November 13, 2009
Tips for Successful Lobbying
13 steps to working with your legislators to help animals
1. Don't be intimidated by the thought of approaching elected officials
State legislators especially are receptive to constituent comments.
2. Be concise
Your message should be short and direct. It is fine to express your personal opinion.
3. Use all available resources
Request position papers, fact sheets, or other documentation from animal protection groups such as The HSUS. You don't need to be an expert, but the more facts and arguments you have on your side, the better.
4. Personalize your appeal
Tell how you are concerned about an issue and how it affects you, your family, and your community.
5. Cultivate legislative staff
Establish a positive relationship with staff persons. They are usually more accessible and can have tremendous influence over an issue.
6. Be honest
If you don't know the answer to something, admit it and try to get the information later. Also, when working with legislators who sponsor your bill, be sure to be up front about any potential problem areas.
7. Research your legislators
Ask around, talk to others who have worked for legislative change—on any issue—and ask their advice on which legislators are most effective or which committees are most likely to approve of your bill.
8. Identify your bill or issue clearly
Whenever you get a chance to lobby elected officials, don't just refer to your effort by the bill number. And always make it clear whether you are asking for their support or opposition to the matter.
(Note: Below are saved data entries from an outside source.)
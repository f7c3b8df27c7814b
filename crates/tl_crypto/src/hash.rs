//! SHA-256 helpers

use sha2::{Digest, Sha256};

pub fn sha256(data: &[u8]) -> [u8; 32] {
    Sha256::digest(data).into()
}

/// Collaboration channel name for a `(session, secret)` pair.
///
/// One-way over the concatenation, so knowing the session name alone does
/// not reveal the channel, and equal names with different secrets never
/// share one.
pub fn channel_name(session: &str, secret: &str) -> String {
    let mut hasher = Sha256::new();
    hasher.update(session.as_bytes());
    hasher.update(secret.as_bytes());
    format!("tl-collab-{}", hex::encode(hasher.finalize()))
}
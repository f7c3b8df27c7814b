//! tl_store - Encrypted local state for the Terminal List vault
//!
//! # Encryption strategy
//! The whole application state (items, notes, messages, passwords) is
//! serialized as one JSON document and sealed with AES-256-GCM under a key
//! derived from the user passphrase. The resulting envelope replaces the
//! previous one on every save; nothing is encrypted field by field.
//!
//! The key lives only inside [`VaultController`] while unlocked. Locking
//! drops it (zeroized) together with every decrypted collection.
//!
//! # Compatibility
//! Unencrypted data from older clients (a bare item array, or a plain
//! `{items, notes, messages}` object) still loads, but saving stays
//! disabled until a passphrase is set.

pub mod controller;
pub mod envelope;
pub mod error;
pub mod events;
pub mod paths;
pub mod settings;
pub mod storage;

pub use controller::{LockOutcome, VaultController, VaultStatus};
pub use error::StoreError;
pub use events::{LockReason, VaultEvent};
pub use settings::VaultSettings;
pub use storage::{FileStore, KeyValueStore, MemoryStore};
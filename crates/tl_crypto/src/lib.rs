//! tl_crypto - Terminal List vault cryptographic primitives
//!
//! # Design principles
//! - NO custom crypto; all primitives come from audited Rust crates.
//! - Zeroize all secret material on drop.
//! - Decryption failures are reported as one opaque error, whatever the cause.
//!
//! # Module layout
//! - `kdf`       - PBKDF2-HMAC-SHA256 / scrypt passphrase key derivation
//! - `aead`      - AES-256-GCM seal/open helpers
//! - `hash`      - SHA-256 helpers (collaboration channel names)
//! - `diceware`  - wordlist passphrase generator
//! - `error`     - unified error type

pub mod aead;
pub mod diceware;
pub mod error;
pub mod hash;
pub mod kdf;

pub use error::CryptoError;
pub use kdf::{DerivedKey, KdfParams};
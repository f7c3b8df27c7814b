//! String key-value persistence.

use std::collections::HashMap;
use std::fs;
use std::io::Write;
use std::path::{Path, PathBuf};

use parking_lot::Mutex;

use crate::error::StoreError;

/// Local key-value store the vault persists into.
pub trait KeyValueStore: Send + Sync {
    fn get(&self, key: &str) -> Result<Option<String>, StoreError>;
    fn set(&self, key: &str, value: &str) -> Result<(), StoreError>;
    fn remove(&self, key: &str) -> Result<(), StoreError>;
}

#[derive(Debug, Default)]
pub struct MemoryStore {
    entries: Mutex<HashMap<String, String>>,
}

impl MemoryStore {
    pub fn new() -> Self {
        Self::default()
    }
}

impl KeyValueStore for MemoryStore {
    fn get(&self, key: &str) -> Result<Option<String>, StoreError> {
        Ok(self.entries.lock().get(key).cloned())
    }

    fn set(&self, key: &str, value: &str) -> Result<(), StoreError> {
        self.entries.lock().insert(key.to_string(), value.to_string());
        Ok(())
    }

    fn remove(&self, key: &str) -> Result<(), StoreError> {
        self.entries.lock().remove(key);
        Ok(())
    }
}

/// One file per key inside `dir`. Writes go to a temp file in the same
/// directory and are renamed into place, so a crash never leaves a torn
/// envelope behind.
#[derive(Debug, Clone)]
pub struct FileStore {
    dir: PathBuf,
}

impl FileStore {
    pub fn open<P: AsRef<Path>>(dir: P) -> Result<Self, StoreError> {
        fs::create_dir_all(dir.as_ref())?;
        Ok(Self {
            dir: dir.as_ref().to_path_buf(),
        })
    }

    fn path_for(&self, key: &str) -> PathBuf {
        let name: String = key
            .chars()
            .map(|c| if c.is_ascii_alphanumeric() || c == '-' || c == '_' || c == '.' { c } else { '_' })
            .collect();
        self.dir.join(format!("{name}.json"))
    }
}

impl KeyValueStore for FileStore {
    fn get(&self, key: &str) -> Result<Option<String>, StoreError> {
        match fs::read_to_string(self.path_for(key)) {
            Ok(value) => Ok(Some(value)),
            Err(e) if e.kind() == std::io::ErrorKind::NotFound => Ok(None),
            Err(e) => Err(e.into()),
        }
    }

    fn set(&self, key: &str, value: &str) -> Result<(), StoreError> {
        let mut tmp = tempfile::NamedTempFile::new_in(&self.dir)?;
        tmp.write_all(value.as_bytes())?;
        tmp.as_file().sync_all()?;
        tmp.persist(self.path_for(key)).map_err(|e| e.error)?;
        Ok(())
    }

    fn remove(&self, key: &str) -> Result<(), StoreError> {
        match fs::remove_file(self.path_for(key)) {
            Ok(()) => Ok(()),
            Err(e) if e.kind() == std::io::ErrorKind::NotFound => Ok(()),
            Err(e) => Err(e.into()),
        }
    }
}
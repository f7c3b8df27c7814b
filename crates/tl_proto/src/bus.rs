//! In-process broadcast bus.
//!
//! One `tokio::sync::broadcast` topic per channel name. Every port gets a
//! random origin id and never sees its own posts, like a browser
//! `BroadcastChannel`. Delivery is at-most-once; a lagging port loses the
//! oldest frames.

use std::collections::HashMap;
use std::sync::Arc;

use parking_lot::Mutex;
use serde_json::Value;
use tokio::sync::broadcast;
use tracing::warn;
use uuid::Uuid;

const TOPIC_CAPACITY: usize = 256;

#[derive(Debug, Clone)]
struct BusFrame {
    origin: Uuid,
    payload: Value,
}

/// Shared bus handle. Cheap to clone.
#[derive(Clone, Default)]
pub struct LocalBus {
    topics: Arc<Mutex<HashMap<String, broadcast::Sender<BusFrame>>>>,
}

impl LocalBus {
    pub fn new() -> Self {
        Self::default()
    }

    /// Subscribe to `channel`. Frames posted after this call are delivered.
    pub fn port(&self, channel: &str) -> BusPort {
        let tx = self
            .topics
            .lock()
            .entry(channel.to_string())
            .or_insert_with(|| broadcast::channel(TOPIC_CAPACITY).0)
            .clone();
        let rx = tx.subscribe();
        BusPort {
            sender: BusSender {
                origin: Uuid::new_v4(),
                tx,
            },
            rx,
        }
    }
}

/// Posting half of a port.
#[derive(Clone)]
pub struct BusSender {
    origin: Uuid,
    tx: broadcast::Sender<BusFrame>,
}

impl BusSender {
    pub fn post(&self, payload: Value) {
        // No subscribers is fine; the bus is fire-and-forget.
        let _ = self.tx.send(BusFrame {
            origin: self.origin,
            payload,
        });
    }
}

pub struct BusPort {
    sender: BusSender,
    rx: broadcast::Receiver<BusFrame>,
}

impl BusPort {
    pub fn sender(&self) -> BusSender {
        self.sender.clone()
    }

    pub fn post(&self, payload: Value) {
        self.sender.post(payload);
    }

    /// Next frame from another participant; `None` once the topic is gone.
    pub async fn recv(&mut self) -> Option<Value> {
        loop {
            match self.rx.recv().await {
                Ok(frame) if frame.origin == self.sender.origin => continue,
                Ok(frame) => return Some(frame.payload),
                Err(broadcast::error::RecvError::Lagged(skipped)) => {
                    warn!("bus port lagged, {skipped} frames dropped");
                }
                Err(broadcast::error::RecvError::Closed) => return None,
            }
        }
    }
}

#[cfg(test)]
mod tests {
    use super::*;
    use serde_json::json;

    #[tokio::test]
    async fn ports_do_not_hear_themselves() {
        let bus = LocalBus::new();
        let mut a = bus.port("room");
        let mut b = bus.port("room");
        a.post(json!({"from": "a"}));
        b.post(json!({"from": "b"}));
        assert_eq!(b.recv().await, Some(json!({"from": "a"})));
        assert_eq!(a.recv().await, Some(json!({"from": "b"})));
    }

    #[tokio::test]
    async fn channels_are_isolated() {
        let bus = LocalBus::new();
        let mut a = bus.port("one");
        let other = bus.port("two");
        let same = bus.port("one");
        other.post(json!(1));
        same.post(json!(2));
        assert_eq!(a.recv().await, Some(json!(2)));
    }
}
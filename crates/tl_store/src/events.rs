use serde::Serialize;

#[derive(Debug, Clone, Copy, PartialEq, Eq, Serialize)]
#[serde(rename_all = "snake_case")]
pub enum LockReason {
    User,
    Inactivity,
    Hidden,
    Shutdown,
}

/// Lifecycle notifications published by the vault controller.
#[derive(Debug, Clone, PartialEq, Eq, Serialize)]
#[serde(tag = "event", rename_all = "snake_case")]
pub enum VaultEvent {
    PassphraseSet,
    Unlocked,
    Locked { reason: LockReason },
    /// All decrypted views must be discarded and rebuilt from storage.
    ReloadRequired,
    Saved { seq: u64 },
    SaveFailed { seq: u64, reason: String },
    /// Collections were replaced by a collaboration peer.
    Replicated,
    ShareImported { kind: String, id: String },
}
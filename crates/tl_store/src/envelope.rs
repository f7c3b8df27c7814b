//! On-disk vault envelope and load-time classification of stored data.

use base64::{engine::general_purpose, Engine as _};
use serde::{Deserialize, Serialize};
use serde_json::Value;
use tracing::{debug, info, warn};

use tl_crypto::{aead, DerivedKey, KdfParams};
use tl_proto::{AppState, Record};

use crate::error::StoreError;
use crate::storage::KeyValueStore;

/// Key holding the current state (encrypted envelope or plain v2 object).
pub const STATE_KEY: &str = "terminal-list-state-v2";
/// Key written by the first client generation: a bare item array.
pub const LEGACY_KEY: &str = "terminal-list-items-v1";

/// Outer format version. Bump when the state layout changes.
pub const VAULT_FORMAT_VERSION: u32 = 4;
/// Version of the `enc` block itself.
pub const ENC_VERSION: u32 = 1;

#[derive(Debug, Clone, PartialEq, Serialize, Deserialize)]
pub struct VaultEnvelope {
    pub version: u32,
    pub enc: EncBlock,
}

#[derive(Debug, Clone, PartialEq, Serialize, Deserialize)]
pub struct EncBlock {
    pub v: u32,
    pub salt: String,
    #[serde(default, skip_serializing_if = "Option::is_none")]
    pub kdf: Option<KdfParams>,
    /// Older envelopes only carried a PBKDF2 iteration count.
    #[serde(default, skip_serializing_if = "Option::is_none")]
    pub iterations: Option<u32>,
    pub iv: String,
    pub data: String,
}

impl VaultEnvelope {
    /// Parse a stored envelope. Field-level detail stays out of the error.
    pub fn from_value(value: Value) -> Result<Self, StoreError> {
        serde_json::from_value(value).map_err(|e| {
            debug!("envelope rejected: {e}");
            StoreError::Format("malformed envelope".into())
        })
    }

    pub fn kdf_params(&self) -> Result<KdfParams, StoreError> {
        match (self.enc.kdf, self.enc.iterations) {
            (Some(params), _) => Ok(params),
            (None, Some(iterations)) => Ok(KdfParams::Pbkdf2 { iterations }),
            (None, None) => Err(StoreError::Format("envelope carries no KDF parameters".into())),
        }
    }

    pub fn salt(&self) -> Result<Vec<u8>, StoreError> {
        decode("salt", &self.enc.salt)
    }
}

/// What the store held at startup.
#[derive(Debug, Clone, PartialEq)]
pub enum Persisted {
    Empty,
    /// Object with a non-null `enc`. Kept unparsed until unlock so a
    /// damaged envelope still starts the vault locked.
    Encrypted(Value),
    /// Unencrypted `{items, notes, messages?}` object under [`STATE_KEY`].
    Plain(AppState),
    /// Item array under [`LEGACY_KEY`].
    Legacy(Vec<Record>),
}

/// Classify whatever is stored. An object with a non-null `enc` field is
/// always treated as encrypted, even if other fields look like plain state.
pub fn load(store: &dyn KeyValueStore) -> Result<Persisted, StoreError> {
    if let Some(raw) = store.get(STATE_KEY)? {
        match serde_json::from_str::<Value>(&raw) {
            Ok(value) if value.get("enc").is_some_and(|enc| !enc.is_null()) => {
                return Ok(Persisted::Encrypted(value));
            }
            Ok(value) if has_arrays(&value) => {
                let state: AppState = serde_json::from_value(value)
                    .map_err(|e| StoreError::Format(format!("malformed state: {e}")))?;
                return Ok(Persisted::Plain(state));
            }
            Ok(_) => warn!("ignoring unrecognised data under {STATE_KEY}"),
            Err(e) => warn!("ignoring unreadable data under {STATE_KEY}: {e}"),
        }
    }

    if let Some(raw) = store.get(LEGACY_KEY)? {
        match serde_json::from_str::<Vec<Record>>(&raw) {
            Ok(items) => {
                info!("found {} legacy items", items.len());
                return Ok(Persisted::Legacy(items));
            }
            Err(e) => warn!("ignoring unreadable data under {LEGACY_KEY}: {e}"),
        }
    }

    Ok(Persisted::Empty)
}

fn has_arrays(value: &Value) -> bool {
    value.get("items").map_or(false, Value::is_array) && value.get("notes").map_or(false, Value::is_array)
}

/// Seal the full state under `key` with a fresh IV.
pub fn seal(
    state: &AppState,
    key: &DerivedKey,
    salt: &[u8],
    params: &KdfParams,
) -> Result<VaultEnvelope, StoreError> {
    let plaintext = zeroize::Zeroizing::new(serde_json::to_vec(state)?);
    let sealed = aead::seal(key, &plaintext)?;
    Ok(VaultEnvelope {
        version: VAULT_FORMAT_VERSION,
        enc: EncBlock {
            v: ENC_VERSION,
            salt: general_purpose::STANDARD.encode(salt),
            kdf: Some(*params),
            iterations: None,
            iv: general_purpose::STANDARD.encode(sealed.iv),
            data: general_purpose::STANDARD.encode(&sealed.ciphertext),
        },
    })
}

/// Decrypt and upgrade an envelope. Decryption failures surface as
/// [`tl_crypto::CryptoError::Authentication`]; a plaintext without
/// `items` and `notes` arrays is rejected as a format error.
pub fn open(envelope: &VaultEnvelope, key: &DerivedKey) -> Result<AppState, StoreError> {
    if envelope.version > VAULT_FORMAT_VERSION {
        return Err(StoreError::Format(format!(
            "vault version {} is newer than supported {VAULT_FORMAT_VERSION}",
            envelope.version
        )));
    }
    if envelope.enc.v != ENC_VERSION {
        return Err(StoreError::Format(format!("unsupported enc version {}", envelope.enc.v)));
    }

    let iv = decode("iv", &envelope.enc.iv)?;
    let data = decode("data", &envelope.enc.data)?;
    let plaintext = aead::open(key, &iv, &data)?;

    let value: Value = serde_json::from_slice(&plaintext)?;
    if !has_arrays(&value) {
        return Err(StoreError::Format("decrypted state lacks items or notes".into()));
    }
    let mut state: AppState = serde_json::from_value(value)?;
    migrate(&mut state, envelope.version);
    Ok(state)
}

/// Version-aware upgrades. Missing `messages` and `passwords` already
/// default to empty during deserialization.
fn migrate(state: &mut AppState, from_version: u32) {
    if from_version < VAULT_FORMAT_VERSION && state.normalize_notes() {
        debug!("normalised notes from vault version {from_version}");
    }
}

/// Write the envelope and drop any plaintext legacy copy.
pub fn persist(store: &dyn KeyValueStore, envelope: &VaultEnvelope) -> Result<(), StoreError> {
    store.set(STATE_KEY, &serde_json::to_string(envelope)?)?;
    store.remove(LEGACY_KEY)?;
    Ok(())
}

fn decode(field: &str, value: &str) -> Result<Vec<u8>, StoreError> {
    general_purpose::STANDARD
        .decode(value)
        .map_err(|e| StoreError::Format(format!("bad base64 in {field}: {e}")))
}

#[cfg(test)]
mod tests {
    use super::*;
    use crate::storage::MemoryStore;
    use serde_json::json;
    use tl_crypto::kdf;

    const FAST: KdfParams = KdfParams::Pbkdf2 { iterations: 1_000 };

    fn key_and_salt() -> (DerivedKey, [u8; 16]) {
        let salt = kdf::generate_salt();
        (kdf::derive("correct horse", &salt, &FAST).unwrap(), salt)
    }

    fn sample_state() -> AppState {
        serde_json::from_value(json!({
            "items": [{"id": "a1", "text": "buy milk", "done": false}],
            "notes": [{"id": "n1", "title": "t", "body": "b", "links": []}],
            "messages": [],
            "passwords": [{"id": "p1", "site": "example.org", "password": "pw"}]
        }))
        .unwrap()
    }

    #[test]
    fn seal_then_open_restores_state() {
        let (key, salt) = key_and_salt();
        let env = seal(&sample_state(), &key, &salt, &FAST).unwrap();
        assert_eq!(env.version, 4);
        assert_eq!(env.enc.v, 1);
        assert_eq!(env.salt().unwrap(), salt.to_vec());
        assert_eq!(open(&env, &key).unwrap(), sample_state());
    }

    #[test]
    fn envelope_wire_shape() {
        let (key, salt) = key_and_salt();
        let env = seal(&sample_state(), &key, &salt, &FAST).unwrap();
        let value = serde_json::to_value(&env).unwrap();
        assert_eq!(value["version"], 4);
        assert_eq!(value["enc"]["kdf"]["name"], "pbkdf2");
        assert!(value["enc"].get("iterations").is_none());
        assert!(value["enc"]["iv"].is_string());
    }

    #[test]
    fn wrong_key_fails_authentication() {
        let (key, salt) = key_and_salt();
        let env = seal(&sample_state(), &key, &salt, &FAST).unwrap();
        let other = kdf::derive("wrong", &salt, &FAST).unwrap();
        assert!(matches!(
            open(&env, &other),
            Err(StoreError::Crypto(tl_crypto::CryptoError::Authentication))
        ));
    }

    #[test]
    fn legacy_iterations_field_is_honoured() {
        let mut env = seal(&sample_state(), &key_and_salt().0, &[0u8; 16], &FAST).unwrap();
        env.enc.kdf = None;
        env.enc.iterations = Some(1_000);
        assert_eq!(env.kdf_params().unwrap(), FAST);
        env.enc.iterations = None;
        assert!(matches!(env.kdf_params(), Err(StoreError::Format(_))));
    }

    #[test]
    fn plaintext_without_notes_is_rejected() {
        let (key, salt) = key_and_salt();
        let sealed = aead::seal(&key, br#"{"items":[]}"#).unwrap();
        let env = VaultEnvelope {
            version: 4,
            enc: EncBlock {
                v: 1,
                salt: general_purpose::STANDARD.encode(salt),
                kdf: Some(FAST),
                iterations: None,
                iv: general_purpose::STANDARD.encode(sealed.iv),
                data: general_purpose::STANDARD.encode(&sealed.ciphertext),
            },
        };
        assert!(matches!(open(&env, &key), Err(StoreError::Format(_))));
    }

    #[test]
    fn older_versions_get_notes_normalised() {
        let (key, salt) = key_and_salt();
        let old: AppState = serde_json::from_value(json!({
            "items": [],
            "notes": [{"id": "n1", "text": "old body", "link": "https://example.org"}]
        }))
        .unwrap();
        let mut env = seal(&old, &key, &salt, &FAST).unwrap();
        env.version = 3;
        let state = open(&env, &key).unwrap();
        assert_eq!(state.notes[0].get_str("body"), Some("old body"));
        assert!(state.messages.is_empty());
        assert!(state.passwords.is_empty());

        env.version = 5;
        assert!(matches!(open(&env, &key), Err(StoreError::Format(_))));
    }

    #[test]
    fn load_classifies_stored_data() {
        let store = MemoryStore::new();
        assert_eq!(load(&store).unwrap(), Persisted::Empty);

        store.set(LEGACY_KEY, r#"[{"id":"a","text":"x"},{"id":"b","text":"y"}]"#).unwrap();
        assert!(matches!(load(&store).unwrap(), Persisted::Legacy(items) if items.len() == 2));

        store.set(STATE_KEY, r#"{"items":[{"id":"c"}],"notes":[]}"#).unwrap();
        assert!(matches!(load(&store).unwrap(), Persisted::Plain(state) if state.items.len() == 1));

        let (key, salt) = key_and_salt();
        let env = seal(&sample_state(), &key, &salt, &FAST).unwrap();
        persist(&store, &env).unwrap();
        let Persisted::Encrypted(value) = load(&store).unwrap() else {
            panic!("expected an encrypted envelope");
        };
        assert_eq!(VaultEnvelope::from_value(value).unwrap(), env);
        assert_eq!(store.get(LEGACY_KEY).unwrap(), None);
    }

    #[test]
    fn damaged_envelope_still_loads_as_encrypted() {
        let store = MemoryStore::new();
        store.set(STATE_KEY, r#"{"version":4,"enc":{"v":1,"salt":"AAAA"}}"#).unwrap();
        let Persisted::Encrypted(value) = load(&store).unwrap() else {
            panic!("expected an encrypted envelope");
        };
        let err = VaultEnvelope::from_value(value).unwrap_err();
        assert_eq!(err.to_string(), "Invalid vault format: malformed envelope");

        store.set(STATE_KEY, r#"{"version":4,"enc":{}}"#).unwrap();
        assert!(matches!(load(&store).unwrap(), Persisted::Encrypted(_)));
    }

    #[test]
    fn null_enc_is_not_an_envelope() {
        let store = MemoryStore::new();
        store.set(STATE_KEY, r#"{"version":4,"enc":null}"#).unwrap();
        assert_eq!(load(&store).unwrap(), Persisted::Empty);

        store.set(STATE_KEY, r#"{"enc":null,"items":[{"id":"a"}],"notes":[]}"#).unwrap();
        assert!(matches!(load(&store).unwrap(), Persisted::Plain(state) if state.items.len() == 1));
    }

    #[test]
    fn corrupt_state_falls_back_to_legacy() {
        let store = MemoryStore::new();
        store.set(STATE_KEY, "{not json").unwrap();
        store.set(LEGACY_KEY, r#"[{"id":"a"}]"#).unwrap();
        assert!(matches!(load(&store).unwrap(), Persisted::Legacy(_)));
    }
}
9. During the legislative session, constantly check your bill's status
Most legislative entities have a bill status information office. At certain times, action occurs quickly and with little notice.
10. Keep things friendly
Maintain a positive relationship with all legislators—they may be in this office or a higher one for decades. Threats and hostile or sarcastic remarks are not productive. Do not create any enemies.
11. Avoid party politics
Animals have friends on both sides of the aisle.
12. Be flexible
Sometimes compromise is a must. Support legislative strategies that may save an otherwise doomed bill: adoption of sunset provisions, grandfathering clauses, and placing provisions into regulations instead of statute.
13. Say thank you
Thank everyone and let your members know how helpful key legislators were in your success.